┏━━

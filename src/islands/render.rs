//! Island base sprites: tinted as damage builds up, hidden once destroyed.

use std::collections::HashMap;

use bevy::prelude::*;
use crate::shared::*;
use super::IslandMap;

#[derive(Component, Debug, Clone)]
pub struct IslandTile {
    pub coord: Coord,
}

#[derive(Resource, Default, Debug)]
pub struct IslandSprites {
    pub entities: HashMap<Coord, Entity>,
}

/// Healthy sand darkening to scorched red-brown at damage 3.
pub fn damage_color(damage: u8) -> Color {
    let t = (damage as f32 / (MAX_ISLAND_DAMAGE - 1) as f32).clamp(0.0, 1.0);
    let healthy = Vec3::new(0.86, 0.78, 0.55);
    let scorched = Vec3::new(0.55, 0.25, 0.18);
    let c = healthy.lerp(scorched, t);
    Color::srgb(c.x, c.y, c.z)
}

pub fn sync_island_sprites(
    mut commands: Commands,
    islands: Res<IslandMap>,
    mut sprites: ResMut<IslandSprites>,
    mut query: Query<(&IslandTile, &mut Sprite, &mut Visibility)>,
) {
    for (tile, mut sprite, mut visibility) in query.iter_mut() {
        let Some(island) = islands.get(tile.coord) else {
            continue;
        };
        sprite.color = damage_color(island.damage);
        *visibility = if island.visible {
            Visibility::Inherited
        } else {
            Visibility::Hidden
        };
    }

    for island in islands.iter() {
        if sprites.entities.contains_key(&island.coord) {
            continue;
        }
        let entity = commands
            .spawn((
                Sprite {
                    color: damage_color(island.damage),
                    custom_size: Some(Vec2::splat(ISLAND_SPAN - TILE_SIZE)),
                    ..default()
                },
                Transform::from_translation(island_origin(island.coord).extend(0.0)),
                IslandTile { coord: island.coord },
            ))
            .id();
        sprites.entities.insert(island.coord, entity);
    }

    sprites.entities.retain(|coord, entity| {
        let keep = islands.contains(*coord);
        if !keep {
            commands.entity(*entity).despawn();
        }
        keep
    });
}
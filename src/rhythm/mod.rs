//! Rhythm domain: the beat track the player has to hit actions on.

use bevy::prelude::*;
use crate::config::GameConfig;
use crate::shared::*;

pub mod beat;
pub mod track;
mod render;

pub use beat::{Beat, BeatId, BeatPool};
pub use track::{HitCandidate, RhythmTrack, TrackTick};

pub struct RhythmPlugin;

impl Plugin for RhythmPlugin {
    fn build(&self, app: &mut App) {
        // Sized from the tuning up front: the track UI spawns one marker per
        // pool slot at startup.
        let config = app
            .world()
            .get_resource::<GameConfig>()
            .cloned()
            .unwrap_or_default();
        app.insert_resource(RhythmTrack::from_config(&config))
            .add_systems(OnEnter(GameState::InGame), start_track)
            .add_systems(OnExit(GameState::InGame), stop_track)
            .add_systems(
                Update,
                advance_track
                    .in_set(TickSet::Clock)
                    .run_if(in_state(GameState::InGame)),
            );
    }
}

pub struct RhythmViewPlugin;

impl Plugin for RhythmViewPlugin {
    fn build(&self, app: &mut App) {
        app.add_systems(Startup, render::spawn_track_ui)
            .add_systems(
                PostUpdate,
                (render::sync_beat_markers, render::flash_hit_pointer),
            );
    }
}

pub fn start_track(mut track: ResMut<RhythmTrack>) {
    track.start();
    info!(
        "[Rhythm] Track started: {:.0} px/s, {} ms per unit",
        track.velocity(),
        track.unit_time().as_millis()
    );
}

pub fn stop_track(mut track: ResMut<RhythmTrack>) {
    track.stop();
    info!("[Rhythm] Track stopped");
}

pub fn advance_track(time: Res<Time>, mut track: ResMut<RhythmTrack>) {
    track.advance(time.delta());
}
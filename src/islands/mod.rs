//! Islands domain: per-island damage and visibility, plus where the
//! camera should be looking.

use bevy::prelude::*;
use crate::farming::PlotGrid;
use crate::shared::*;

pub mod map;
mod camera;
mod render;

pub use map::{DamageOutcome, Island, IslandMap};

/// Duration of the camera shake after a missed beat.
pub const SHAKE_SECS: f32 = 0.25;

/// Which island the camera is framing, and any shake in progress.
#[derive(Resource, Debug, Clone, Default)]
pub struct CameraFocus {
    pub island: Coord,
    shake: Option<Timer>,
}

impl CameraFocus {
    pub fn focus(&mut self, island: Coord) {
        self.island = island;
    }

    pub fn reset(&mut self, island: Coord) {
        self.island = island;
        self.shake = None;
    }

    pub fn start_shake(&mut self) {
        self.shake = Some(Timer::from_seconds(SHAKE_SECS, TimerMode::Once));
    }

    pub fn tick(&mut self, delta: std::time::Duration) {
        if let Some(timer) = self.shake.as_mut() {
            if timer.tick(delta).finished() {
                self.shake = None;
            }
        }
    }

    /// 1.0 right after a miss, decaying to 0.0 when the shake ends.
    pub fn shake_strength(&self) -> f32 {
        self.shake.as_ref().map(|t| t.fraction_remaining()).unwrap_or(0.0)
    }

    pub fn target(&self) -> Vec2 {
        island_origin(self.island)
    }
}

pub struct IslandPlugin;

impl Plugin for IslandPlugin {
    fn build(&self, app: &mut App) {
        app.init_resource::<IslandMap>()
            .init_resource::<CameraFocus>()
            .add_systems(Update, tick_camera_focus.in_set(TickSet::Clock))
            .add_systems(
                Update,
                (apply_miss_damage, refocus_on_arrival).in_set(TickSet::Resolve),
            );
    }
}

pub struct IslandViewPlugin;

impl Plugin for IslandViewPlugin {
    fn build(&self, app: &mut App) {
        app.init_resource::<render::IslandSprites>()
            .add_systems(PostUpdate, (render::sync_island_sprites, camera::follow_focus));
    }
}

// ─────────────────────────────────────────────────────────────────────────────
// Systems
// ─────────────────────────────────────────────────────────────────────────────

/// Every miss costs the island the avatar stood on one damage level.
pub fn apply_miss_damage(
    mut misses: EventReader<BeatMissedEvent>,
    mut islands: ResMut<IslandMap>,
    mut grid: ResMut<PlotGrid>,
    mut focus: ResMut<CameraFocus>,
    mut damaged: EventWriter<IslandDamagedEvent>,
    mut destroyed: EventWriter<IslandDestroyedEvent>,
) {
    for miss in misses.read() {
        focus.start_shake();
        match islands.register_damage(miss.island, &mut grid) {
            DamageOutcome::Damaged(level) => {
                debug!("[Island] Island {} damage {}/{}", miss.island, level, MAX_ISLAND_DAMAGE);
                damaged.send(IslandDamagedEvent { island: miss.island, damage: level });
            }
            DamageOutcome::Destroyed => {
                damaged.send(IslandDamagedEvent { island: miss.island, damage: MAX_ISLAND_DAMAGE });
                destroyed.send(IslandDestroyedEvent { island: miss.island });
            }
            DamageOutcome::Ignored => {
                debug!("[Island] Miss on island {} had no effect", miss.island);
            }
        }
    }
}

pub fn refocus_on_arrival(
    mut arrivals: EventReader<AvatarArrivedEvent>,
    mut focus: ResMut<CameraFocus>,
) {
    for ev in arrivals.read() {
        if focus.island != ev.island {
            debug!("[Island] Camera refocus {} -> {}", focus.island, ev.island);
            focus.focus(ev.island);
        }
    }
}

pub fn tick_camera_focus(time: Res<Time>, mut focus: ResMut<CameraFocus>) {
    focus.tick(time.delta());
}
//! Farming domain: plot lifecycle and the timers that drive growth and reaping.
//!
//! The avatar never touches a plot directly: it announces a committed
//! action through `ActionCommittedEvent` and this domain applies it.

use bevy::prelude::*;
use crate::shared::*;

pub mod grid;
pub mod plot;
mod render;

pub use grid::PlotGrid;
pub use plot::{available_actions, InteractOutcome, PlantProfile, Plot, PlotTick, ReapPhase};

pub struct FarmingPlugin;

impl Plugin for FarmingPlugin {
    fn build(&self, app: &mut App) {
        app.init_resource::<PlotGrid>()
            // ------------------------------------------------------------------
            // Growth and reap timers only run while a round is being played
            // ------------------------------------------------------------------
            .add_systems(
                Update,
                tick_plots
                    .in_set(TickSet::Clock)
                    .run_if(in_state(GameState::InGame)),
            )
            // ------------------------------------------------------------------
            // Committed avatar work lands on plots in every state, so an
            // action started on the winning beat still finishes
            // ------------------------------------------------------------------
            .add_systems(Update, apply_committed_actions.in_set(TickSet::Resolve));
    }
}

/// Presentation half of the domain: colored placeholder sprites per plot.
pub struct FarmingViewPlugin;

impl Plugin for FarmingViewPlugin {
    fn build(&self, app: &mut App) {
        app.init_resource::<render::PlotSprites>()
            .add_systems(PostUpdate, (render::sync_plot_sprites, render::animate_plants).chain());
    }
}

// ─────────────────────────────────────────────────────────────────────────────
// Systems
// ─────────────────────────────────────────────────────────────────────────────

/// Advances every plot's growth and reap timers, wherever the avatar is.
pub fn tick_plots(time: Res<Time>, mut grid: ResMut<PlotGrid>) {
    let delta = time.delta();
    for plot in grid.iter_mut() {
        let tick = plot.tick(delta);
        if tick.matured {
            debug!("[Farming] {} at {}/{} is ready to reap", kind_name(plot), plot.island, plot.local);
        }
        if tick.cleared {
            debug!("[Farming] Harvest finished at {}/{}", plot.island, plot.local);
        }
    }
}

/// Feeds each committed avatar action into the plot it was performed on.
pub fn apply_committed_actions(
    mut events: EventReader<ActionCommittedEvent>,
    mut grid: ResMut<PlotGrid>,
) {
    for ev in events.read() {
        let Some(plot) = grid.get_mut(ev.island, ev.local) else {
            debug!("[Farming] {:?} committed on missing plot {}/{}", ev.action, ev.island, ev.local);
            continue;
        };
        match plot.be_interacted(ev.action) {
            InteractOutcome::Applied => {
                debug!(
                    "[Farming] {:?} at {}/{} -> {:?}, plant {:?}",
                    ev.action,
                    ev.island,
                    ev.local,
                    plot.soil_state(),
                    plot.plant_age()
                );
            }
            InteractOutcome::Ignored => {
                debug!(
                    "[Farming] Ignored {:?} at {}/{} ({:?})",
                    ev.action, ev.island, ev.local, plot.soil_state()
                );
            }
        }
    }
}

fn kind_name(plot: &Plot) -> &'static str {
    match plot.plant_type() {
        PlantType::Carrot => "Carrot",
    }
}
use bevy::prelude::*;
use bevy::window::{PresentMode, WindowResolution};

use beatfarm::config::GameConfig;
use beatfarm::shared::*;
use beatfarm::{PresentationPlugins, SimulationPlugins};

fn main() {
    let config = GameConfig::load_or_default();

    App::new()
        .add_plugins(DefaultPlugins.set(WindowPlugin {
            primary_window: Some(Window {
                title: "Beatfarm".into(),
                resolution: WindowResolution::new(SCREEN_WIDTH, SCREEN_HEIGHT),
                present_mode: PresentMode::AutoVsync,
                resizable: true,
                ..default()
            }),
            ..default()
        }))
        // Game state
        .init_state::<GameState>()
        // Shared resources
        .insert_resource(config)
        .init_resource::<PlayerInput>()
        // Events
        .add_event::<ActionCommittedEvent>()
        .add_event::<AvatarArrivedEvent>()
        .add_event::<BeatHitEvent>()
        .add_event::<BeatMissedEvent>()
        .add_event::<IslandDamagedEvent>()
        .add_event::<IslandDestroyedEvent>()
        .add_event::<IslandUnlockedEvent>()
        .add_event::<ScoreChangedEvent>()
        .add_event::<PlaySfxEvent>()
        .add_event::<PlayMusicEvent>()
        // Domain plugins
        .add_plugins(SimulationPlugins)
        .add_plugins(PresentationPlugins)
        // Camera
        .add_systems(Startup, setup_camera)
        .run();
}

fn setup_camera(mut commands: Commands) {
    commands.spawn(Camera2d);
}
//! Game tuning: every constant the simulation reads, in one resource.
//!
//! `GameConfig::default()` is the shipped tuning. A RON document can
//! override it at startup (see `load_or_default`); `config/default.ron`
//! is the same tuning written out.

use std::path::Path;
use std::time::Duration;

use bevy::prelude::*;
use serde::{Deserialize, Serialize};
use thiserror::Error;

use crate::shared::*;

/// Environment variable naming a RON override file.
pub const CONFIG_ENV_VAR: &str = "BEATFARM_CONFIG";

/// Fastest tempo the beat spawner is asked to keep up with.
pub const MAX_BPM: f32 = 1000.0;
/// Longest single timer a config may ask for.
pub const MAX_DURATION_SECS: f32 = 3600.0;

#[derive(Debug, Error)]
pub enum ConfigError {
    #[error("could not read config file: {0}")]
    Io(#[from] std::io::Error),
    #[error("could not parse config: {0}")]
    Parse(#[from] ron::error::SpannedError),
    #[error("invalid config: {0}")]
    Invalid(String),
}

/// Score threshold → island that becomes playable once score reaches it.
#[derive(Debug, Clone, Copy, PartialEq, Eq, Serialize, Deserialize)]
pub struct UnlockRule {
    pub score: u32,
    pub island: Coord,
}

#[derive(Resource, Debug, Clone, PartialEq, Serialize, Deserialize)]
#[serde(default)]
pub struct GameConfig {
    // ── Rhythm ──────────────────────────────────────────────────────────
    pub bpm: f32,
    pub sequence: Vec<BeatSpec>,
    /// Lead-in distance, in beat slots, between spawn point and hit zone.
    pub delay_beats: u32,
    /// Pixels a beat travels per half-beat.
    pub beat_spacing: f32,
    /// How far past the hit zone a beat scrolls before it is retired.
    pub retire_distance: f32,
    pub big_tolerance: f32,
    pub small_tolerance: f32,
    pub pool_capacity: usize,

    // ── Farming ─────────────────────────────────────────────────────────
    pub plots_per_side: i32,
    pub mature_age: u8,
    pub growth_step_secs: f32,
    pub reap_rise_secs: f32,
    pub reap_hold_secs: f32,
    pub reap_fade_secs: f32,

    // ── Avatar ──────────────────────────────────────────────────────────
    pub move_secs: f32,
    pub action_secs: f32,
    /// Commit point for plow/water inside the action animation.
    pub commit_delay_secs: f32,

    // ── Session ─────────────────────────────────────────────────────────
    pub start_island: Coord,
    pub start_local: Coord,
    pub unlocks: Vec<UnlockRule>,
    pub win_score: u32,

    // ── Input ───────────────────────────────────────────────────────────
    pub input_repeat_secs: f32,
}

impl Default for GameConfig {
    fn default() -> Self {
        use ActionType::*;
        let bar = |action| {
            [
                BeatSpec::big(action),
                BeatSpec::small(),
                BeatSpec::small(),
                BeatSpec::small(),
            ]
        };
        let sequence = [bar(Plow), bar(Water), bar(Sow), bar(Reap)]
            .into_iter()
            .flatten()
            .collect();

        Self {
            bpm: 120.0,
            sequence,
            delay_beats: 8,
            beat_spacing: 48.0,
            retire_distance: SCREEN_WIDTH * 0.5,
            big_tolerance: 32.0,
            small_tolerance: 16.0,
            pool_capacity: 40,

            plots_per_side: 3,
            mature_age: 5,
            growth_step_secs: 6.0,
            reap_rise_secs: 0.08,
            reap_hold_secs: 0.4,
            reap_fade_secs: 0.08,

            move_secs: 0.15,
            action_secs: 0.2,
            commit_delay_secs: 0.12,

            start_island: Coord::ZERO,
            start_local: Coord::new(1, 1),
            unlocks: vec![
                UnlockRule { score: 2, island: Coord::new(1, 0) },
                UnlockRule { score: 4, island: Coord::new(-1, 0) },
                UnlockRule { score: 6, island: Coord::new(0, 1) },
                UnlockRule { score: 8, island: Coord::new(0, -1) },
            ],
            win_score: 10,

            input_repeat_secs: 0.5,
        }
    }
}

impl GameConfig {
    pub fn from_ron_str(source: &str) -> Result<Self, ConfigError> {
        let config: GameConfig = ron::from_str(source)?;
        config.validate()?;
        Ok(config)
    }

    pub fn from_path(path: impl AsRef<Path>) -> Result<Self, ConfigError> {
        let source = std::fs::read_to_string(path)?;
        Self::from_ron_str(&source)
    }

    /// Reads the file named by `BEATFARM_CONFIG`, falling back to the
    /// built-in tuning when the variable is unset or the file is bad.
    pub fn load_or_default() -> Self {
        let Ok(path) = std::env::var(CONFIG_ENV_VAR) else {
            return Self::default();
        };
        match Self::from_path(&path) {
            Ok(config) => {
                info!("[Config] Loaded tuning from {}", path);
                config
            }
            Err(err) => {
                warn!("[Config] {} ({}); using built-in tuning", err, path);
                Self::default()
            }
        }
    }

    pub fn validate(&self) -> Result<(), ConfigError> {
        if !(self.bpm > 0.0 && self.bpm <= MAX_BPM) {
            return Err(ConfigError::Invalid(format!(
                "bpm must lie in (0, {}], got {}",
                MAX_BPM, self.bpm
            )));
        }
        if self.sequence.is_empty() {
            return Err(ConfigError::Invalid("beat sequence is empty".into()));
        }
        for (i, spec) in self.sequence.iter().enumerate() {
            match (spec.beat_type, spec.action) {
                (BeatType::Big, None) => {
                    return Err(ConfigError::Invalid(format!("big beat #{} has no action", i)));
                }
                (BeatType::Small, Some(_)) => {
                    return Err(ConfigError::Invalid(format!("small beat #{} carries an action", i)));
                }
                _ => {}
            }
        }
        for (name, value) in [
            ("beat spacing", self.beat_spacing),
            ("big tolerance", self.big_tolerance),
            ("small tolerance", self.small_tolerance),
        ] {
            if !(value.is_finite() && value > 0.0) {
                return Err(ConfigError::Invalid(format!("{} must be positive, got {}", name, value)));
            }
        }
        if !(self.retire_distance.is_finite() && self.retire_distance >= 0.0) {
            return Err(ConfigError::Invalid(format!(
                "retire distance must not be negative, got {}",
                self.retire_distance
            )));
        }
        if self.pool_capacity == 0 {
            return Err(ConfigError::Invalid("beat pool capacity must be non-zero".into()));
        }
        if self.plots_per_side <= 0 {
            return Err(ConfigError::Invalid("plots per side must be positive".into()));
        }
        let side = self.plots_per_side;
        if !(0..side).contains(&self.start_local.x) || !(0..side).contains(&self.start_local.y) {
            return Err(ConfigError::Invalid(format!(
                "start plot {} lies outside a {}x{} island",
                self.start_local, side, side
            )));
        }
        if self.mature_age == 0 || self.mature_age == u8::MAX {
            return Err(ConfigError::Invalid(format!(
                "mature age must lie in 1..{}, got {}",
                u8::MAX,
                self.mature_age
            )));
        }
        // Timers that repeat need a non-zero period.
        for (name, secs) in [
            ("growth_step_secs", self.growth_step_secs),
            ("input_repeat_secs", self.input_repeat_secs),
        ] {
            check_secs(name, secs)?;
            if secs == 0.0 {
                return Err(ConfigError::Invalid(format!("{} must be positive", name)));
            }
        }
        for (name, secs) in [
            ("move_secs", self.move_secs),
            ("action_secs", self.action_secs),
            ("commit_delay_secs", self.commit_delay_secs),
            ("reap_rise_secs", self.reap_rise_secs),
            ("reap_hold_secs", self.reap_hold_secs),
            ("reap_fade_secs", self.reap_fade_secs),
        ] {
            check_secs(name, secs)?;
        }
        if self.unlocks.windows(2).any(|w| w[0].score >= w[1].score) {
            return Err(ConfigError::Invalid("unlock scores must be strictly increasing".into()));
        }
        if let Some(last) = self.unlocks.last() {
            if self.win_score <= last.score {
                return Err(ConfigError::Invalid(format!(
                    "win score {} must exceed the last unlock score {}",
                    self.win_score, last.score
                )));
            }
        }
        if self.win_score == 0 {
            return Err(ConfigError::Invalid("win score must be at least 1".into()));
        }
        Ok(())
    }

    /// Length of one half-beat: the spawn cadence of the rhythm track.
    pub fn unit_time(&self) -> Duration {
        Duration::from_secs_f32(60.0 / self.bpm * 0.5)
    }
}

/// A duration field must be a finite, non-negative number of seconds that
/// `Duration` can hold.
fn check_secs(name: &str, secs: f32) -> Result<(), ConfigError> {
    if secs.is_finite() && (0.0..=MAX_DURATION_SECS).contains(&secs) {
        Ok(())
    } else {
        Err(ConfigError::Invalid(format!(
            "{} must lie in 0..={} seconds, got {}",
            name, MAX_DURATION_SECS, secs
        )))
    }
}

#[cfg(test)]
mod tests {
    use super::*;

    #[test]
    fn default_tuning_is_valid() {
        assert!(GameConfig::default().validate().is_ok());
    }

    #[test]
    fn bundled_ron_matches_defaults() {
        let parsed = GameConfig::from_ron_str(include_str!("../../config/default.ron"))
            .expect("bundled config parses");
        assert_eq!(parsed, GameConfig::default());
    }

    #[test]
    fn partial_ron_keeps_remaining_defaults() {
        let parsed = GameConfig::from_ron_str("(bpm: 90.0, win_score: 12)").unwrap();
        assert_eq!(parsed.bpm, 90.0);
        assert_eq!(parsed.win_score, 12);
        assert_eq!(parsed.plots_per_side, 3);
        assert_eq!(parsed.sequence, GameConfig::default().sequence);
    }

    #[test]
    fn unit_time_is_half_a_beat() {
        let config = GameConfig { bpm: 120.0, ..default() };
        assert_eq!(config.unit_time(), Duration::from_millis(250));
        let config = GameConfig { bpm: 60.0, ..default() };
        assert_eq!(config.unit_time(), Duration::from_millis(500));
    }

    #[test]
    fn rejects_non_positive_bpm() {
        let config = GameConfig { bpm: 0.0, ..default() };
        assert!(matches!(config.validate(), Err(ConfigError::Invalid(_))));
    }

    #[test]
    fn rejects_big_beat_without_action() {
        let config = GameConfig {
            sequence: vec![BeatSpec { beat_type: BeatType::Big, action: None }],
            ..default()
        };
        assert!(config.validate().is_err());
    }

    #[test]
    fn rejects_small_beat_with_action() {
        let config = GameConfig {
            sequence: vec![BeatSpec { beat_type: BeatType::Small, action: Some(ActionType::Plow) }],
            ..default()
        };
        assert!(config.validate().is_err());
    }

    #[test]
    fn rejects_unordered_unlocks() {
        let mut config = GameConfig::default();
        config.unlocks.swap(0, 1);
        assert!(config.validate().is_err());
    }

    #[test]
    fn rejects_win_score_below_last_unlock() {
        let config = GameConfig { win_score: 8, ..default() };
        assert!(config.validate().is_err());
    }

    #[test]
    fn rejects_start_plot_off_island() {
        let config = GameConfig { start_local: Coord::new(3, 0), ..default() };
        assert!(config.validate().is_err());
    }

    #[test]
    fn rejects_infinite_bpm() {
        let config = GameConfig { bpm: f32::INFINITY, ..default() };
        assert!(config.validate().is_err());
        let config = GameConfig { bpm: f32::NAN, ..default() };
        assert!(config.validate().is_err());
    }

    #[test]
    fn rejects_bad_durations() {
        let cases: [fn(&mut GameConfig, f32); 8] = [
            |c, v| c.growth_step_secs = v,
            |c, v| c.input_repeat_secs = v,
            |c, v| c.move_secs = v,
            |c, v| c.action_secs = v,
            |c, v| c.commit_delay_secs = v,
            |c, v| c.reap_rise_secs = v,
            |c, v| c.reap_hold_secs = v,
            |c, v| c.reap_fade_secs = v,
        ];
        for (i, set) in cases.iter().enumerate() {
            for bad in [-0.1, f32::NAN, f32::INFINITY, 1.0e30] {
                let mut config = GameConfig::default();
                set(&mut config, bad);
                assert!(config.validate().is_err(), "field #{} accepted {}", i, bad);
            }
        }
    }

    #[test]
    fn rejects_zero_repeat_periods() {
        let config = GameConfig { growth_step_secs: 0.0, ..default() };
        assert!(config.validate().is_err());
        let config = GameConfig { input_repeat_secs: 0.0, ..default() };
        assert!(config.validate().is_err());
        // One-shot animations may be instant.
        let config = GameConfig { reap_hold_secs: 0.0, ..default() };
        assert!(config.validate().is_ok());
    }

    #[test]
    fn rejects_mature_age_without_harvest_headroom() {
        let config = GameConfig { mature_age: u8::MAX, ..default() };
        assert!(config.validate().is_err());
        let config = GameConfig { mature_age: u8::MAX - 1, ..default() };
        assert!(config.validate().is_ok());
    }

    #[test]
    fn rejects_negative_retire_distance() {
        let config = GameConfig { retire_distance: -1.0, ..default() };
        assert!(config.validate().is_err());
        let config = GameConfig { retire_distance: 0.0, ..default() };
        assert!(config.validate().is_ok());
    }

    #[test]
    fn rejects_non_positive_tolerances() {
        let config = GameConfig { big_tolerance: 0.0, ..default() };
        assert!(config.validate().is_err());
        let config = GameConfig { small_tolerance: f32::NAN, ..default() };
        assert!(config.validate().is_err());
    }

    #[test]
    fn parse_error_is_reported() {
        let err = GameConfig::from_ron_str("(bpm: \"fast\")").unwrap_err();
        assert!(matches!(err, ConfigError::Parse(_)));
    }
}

┗━━

EXERCISE DIRECTIONS >> Reproduce, exactly and without additions, the run of lines from the start of the listing above to the line bearing "let scorched = Vec3::new(0.55, 0.25, 0.18);", inclusive.

THE ANSWER >>
filename src/islands/render.rs
//! Island base sprites: tinted as damage builds up, hidden once destroyed.

use std::collections::HashMap;

use bevy::prelude::*;
use crate::shared::*;
use super::IslandMap;

#[derive(Component, Debug, Clone)]
pub struct IslandTile {
    pub coord: Coord,
}

#[derive(Resource, Default, Debug)]
pub struct IslandSprites {
    pub entities: HashMap<Coord, Entity>,
}

/// Healthy sand darkening to scorched red-brown at damage 3.
pub fn damage_color(damage: u8) -> Color {
    let t = (damage as f32 / (MAX_ISLAND_DAMAGE - 1) as f32).clamp(0.0, 1.0);
    let healthy = Vec3::new(0.86, 0.78, 0.55);
    let scorched = Vec3::new(0.55, 0.25, 0.18);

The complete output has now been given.